Naquela tarde, ela estava agitada, nervosa, aflita. Não conseguia acreditar no que estaria prestes a acontecer. A outra gêmea já havia saído de casa, num rompante de impulsividade. Mas essa não sairia, não teria coragem suficiente, pensava ela. Enquanto a filha fazia as malas, ela cuidava dos afazeres domésticos, mas não conseguia conter as palavras ofensivas que escapuliam da boca naquele momento de dor, revelando o temor pelo futuro da filha.
A essa altura, o seu coração enorme de mãe estava pequenininho. Logo ela, que havia abandonado tudo por aquelas duas meninas, que ficou viúva tão na flor da idade, que foi deixada de lado pelas famílias e pseudo-amigos, que perceberam o quão pesado era o fardo que ela teria que carregar. Que deixou sua própria vida de lado. Tão cedo a vida mostrou-lhe a sua face trágica, dando-lhe a sensação de que talvez tivesse sido predestinada a viver aquilo, como se Deus tivesse traçado aquele caminho por algum motivo. E ela assumiu um crompromisso: dar àquelas duas meninas a infância mais feliz e a vida mais maravilhosa que poderiam ter, mesmo sem um pai por perto. E conseguiu.
Enquanto a filha fazia as malas, em nenhum momento ela pediu para lhe dar um abraço. Em nenhum momento foi afagá-la, ou oferecer ajuda. Só conseguia sentir a mágoa apertar por dentro, a sensação de vazio e de inutulidade. Só conseguia pensar na ingratidão. Só conseguia pensar no quanto as filhas ainda eram jovens, ingênuas e imaturas para enfrentar a vida sozinhas, apesar dos quase trinta anos. Pensar como não queria que elas se machucassem, sofressem, ou se vissem na mesma situação que ela, suscetíveis a fatalidade e ao abandono que o destino poderia lhes reservar. Ali, elas estariam protegidas.
Mas a filha se foi. Carregou tudo o que possuía, deixando os armários vazios. O quarto sem os móveis. Na mesma hora, a mãe saiu para dar uma volta, pois o vazio ficaria mais vazio dentro daquele apartamento, dentro do ninho.
Dias se passaram e elas se falaram ao telefone. As palavras ofensivas deram lugar as amenidades da vida de cada uma. Com o tempo, aos poucos, voltavam também as palavras de amor. De tempos em tempos a filha visitava a mãe.
Quase um ano e meio depois, a mãe lhe conta que esteve num médico que também é espírita. No meio de uma conversa qualquer, o médico lhe pergunta se ela havia sonhado com o João Luis. Em nenhum momento ela havia comentado que o nome do pai das meninas era João Luis, achou estranho e surreal ele ter perguntado aquilo.

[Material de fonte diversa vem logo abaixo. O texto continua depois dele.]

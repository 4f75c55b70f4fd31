//! Form synthesis from a record type's field schema.
//!
//! The admin console never hard-codes a form: both the blank creation form and
//! the per-record edit forms are derived here from the `Vec<FieldSchema>` the
//! server reports. A `FormDescriptor` is plain data: the view renders it and
//! input events write back into it through `set_text` / `set_flag`.

use serde_json::{Map, Value};
use thiserror::Error;

use crate::model::record::{Record, RecordId, display_value, is_truthy};
use crate::model::record_type::RecordType;
use crate::model::schema::{FieldSchema, InputKind};
use crate::requests::MutationRequest;

/// Current value of one input.
#[derive(Debug, Clone, PartialEq, Eq)]
pub enum FieldValue {
    Text(String),
    Flag(bool),
}

impl FieldValue {
    fn is_filled(&self) -> bool {
        match self {
            FieldValue::Text(text) => !text.trim().is_empty(),
            // A checkbox always carries a value.
            FieldValue::Flag(_) => true,
        }
    }

    fn to_json(&self) -> Value {
        match self {
            FieldValue::Text(text) => Value::String(text.clone()),
            FieldValue::Flag(checked) => Value::Bool(*checked),
        }
    }
}

/// One rendered input.
#[derive(Debug, Clone, PartialEq, Eq)]
pub struct FormField {
    pub name: String,
    pub label: String,
    pub kind: InputKind,
    pub required: bool,
    pub value: FieldValue,
    pub max_length: Option<u32>,
    pub step: Option<String>,
}

impl FormField {
    fn from_schema(schema: &FieldSchema, value: FieldValue) -> Self {
        Self {
            name: schema.name.clone(),
            label: schema.label(),
            kind: schema.input_kind,
            required: schema.is_required(),
            value,
            max_length: schema.max_length.filter(|n| *n > 0),
            step: schema.step.clone().filter(|_| schema.input_kind == InputKind::Number),
        }
    }

    /// Hint rendered under inputs with a length limit.
    pub fn max_length_hint(&self) -> Option<String> {
        self.max_length.map(|n| format!("Maximum length: {n}"))
    }

    pub fn text(&self) -> &str {
        match &self.value {
            FieldValue::Text(text) => text,
            FieldValue::Flag(_) => "",
        }
    }

    pub fn checked(&self) -> bool {
        matches!(self.value, FieldValue::Flag(true))
    }
}

/// Required fields left blank.
#[derive(Debug, Clone, PartialEq, Eq, Error)]
#[error("Please fill in all required fields: {}", .missing.join(", "))]
pub struct ValidationError {
    pub missing: Vec<String>,
}

/// A synthesized form: the create form when `record_id` is `None`, the edit
/// form of that record otherwise.
#[derive(Debug, Clone, PartialEq, Eq)]
pub struct FormDescriptor {
    pub record_type: RecordType,
    /// Hidden identifier of the edited record; never rendered as an input.
    pub record_id: Option<RecordId>,
    pub fields: Vec<FormField>,
}

impl FormDescriptor {
    pub fn field(&self, name: &str) -> Option<&FormField> {
        self.fields.iter().find(|f| f.name == name)
    }

    pub fn set_text(&mut self, name: &str, text: String) {
        if let Some(field) = self.fields.iter_mut().find(|f| f.name == name) {
            field.value = FieldValue::Text(text);
        }
    }

    pub fn set_flag(&mut self, name: &str, checked: bool) {
        if let Some(field) = self.fields.iter_mut().find(|f| f.name == name) {
            field.value = FieldValue::Flag(checked);
        }
    }

    /// Every required field must hold a non-blank value.
    pub fn validate(&self) -> Result<(), ValidationError> {
        let missing: Vec<String> = self
            .fields
            .iter()
            .filter(|f| f.required && !f.value.is_filled())
            .map(|f| f.label.clone())
            .collect();
        if missing.is_empty() { Ok(()) } else { Err(ValidationError { missing }) }
    }

    /// Field values keyed by column name; edit forms add the record `id`.
    pub fn payload(&self) -> Map<String, Value> {
        let mut data: Map<String, Value> =
            self.fields.iter().map(|f| (f.name.clone(), f.value.to_json())).collect();
        if let Some(id) = &self.record_id {
            data.insert("id".to_string(), Value::String(id.to_string()));
        }
        data
    }

    /// Validates and builds the create/update request body. An `Err` means no
    /// request may be sent.
    pub fn submission(&self) -> Result<MutationRequest, ValidationError> {
        self.validate()?;
        Ok(MutationRequest {
            table_name: self.record_type.clone(),
            data: self.payload(),
        })
    }
}

/// Blank creation form: one input per editable field, seeded with the
/// schema defaults.
pub fn build_create_form(record_type: &RecordType, schemas: &[FieldSchema]) -> FormDescriptor {
    let fields = schemas
        .iter()
        .filter(|s| s.is_editable())
        .map(|s| {
            let value = match s.input_kind {
                InputKind::Checkbox => FieldValue::Flag(s.default_value.as_ref().is_some_and(is_truthy)),
                _ => FieldValue::Text(s.default_value.as_ref().and_then(display_value).unwrap_or_default()),
            };
            FormField::from_schema(s, value)
        })
        .collect();

    FormDescriptor { record_type: record_type.clone(), record_id: None, fields }
}

/// Edit form of one record, pre-filled from its current values.
pub fn build_edit_form(record_type: &RecordType, record: &Record, schemas: &[FieldSchema]) -> FormDescriptor {
    let fields = schemas
        .iter()
        .filter(|s| s.is_editable())
        .map(|s| {
            let current = record.get(&s.name);
            let value = match s.input_kind {
                InputKind::Checkbox => FieldValue::Flag(current.is_some_and(is_truthy)),
                _ => FieldValue::Text(current.and_then(display_value).unwrap_or_default()),
            };
            FormField::from_schema(s, value)
        })
        .collect();

    FormDescriptor {
        record_type: record_type.clone(),
        record_id: Some(record.id()),
        fields,
    }
}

Ela então lhe contou um episódio. Se recordou que, após as duas filhas saírem de casa, havia sim tido um sonho que parecia muito real. Sentiu pesar sobre a cama, como se alguém tivesse deitado ao lado dela. Lembra-se que ganhou de presente uma flor, e com toda a verdade do mundo recebeu um beijo…
Para ela, agora tudo fazia sentido. Ela tinha certeza de que o pai hava feito uma visita, agradecendo-lhe por tudo que ela havia feito por aquelas meninas que não eram mais meninas, eram mulheres. E estavam prontas para a vida.